Voller Aufregung sitze ich auf Maka und sehe, wie die Dächer von Silvertown immer näher kommen. Heute Abend oder spätestens morgen Abend sollte Tante Anne mit dem Planwagentrupp ankommen. Die letzten Wochen sind wie im Flug vergangen und ehe ich mich versehen habe, war der Schnee geschmolzen, die Blumen blühten und das Gras wuchs in einem Grün, welches ich noch nie zuvor gesehen hatte.

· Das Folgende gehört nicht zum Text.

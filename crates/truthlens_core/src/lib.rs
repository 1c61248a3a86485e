pub mod client;
pub mod config;
pub mod db;
pub mod preferences;
pub mod presentation;
pub mod progress;
pub mod schema;
pub mod session;
pub mod verdict;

Mr. Carter sitzt gemütlich auf seiner Veranda, als wir ankommen. ,,Winnetou, Ruby, es freut mich euch begrüßen zu dürfen", lächelt er und kommt die wenigen Stufen zu uns runter. ,,Nun der Trupp ist noch nicht da, doch ich lade euch gerne ein, die Wartezeit in meinem Haus zu verbringen. Ihr hattet einen langen Weg und seid bestimmt hungrig." Ich folge Winnetou in das Haus und sehe, dass der kleine Tisch bereits gedeckt ist. ,,Setzt euch, setzt euch. Das Essen ist so gut wie fertig." Etwas unwissend, ob ich in die Küche gehen soll, um zu helfen, oder hier bleiben soll, stehe ich im Raum herum, während Winnetou und Mr. Carter sich bereits setzen. ,,Nimm Platz, Ruby. Du bist der Gast, meine Frau schafft das Essen auch alleine", meint Mr. Carter. Winnetou nickt mir leicht zu und somit setze ich mich neben den Apachen. Schnell sind die zwei Männer in ein Gespräch verwickelt. Ich schweife stattdessen zu meiner Tante ab. Fest hoffe ich, dass es ihr gut geht und auf der Reise hierher nichts passiert ist. Es kann so viel passieren. Stürme, Piraten, Tierangriffe, daran mag ich überhaupt nicht denken.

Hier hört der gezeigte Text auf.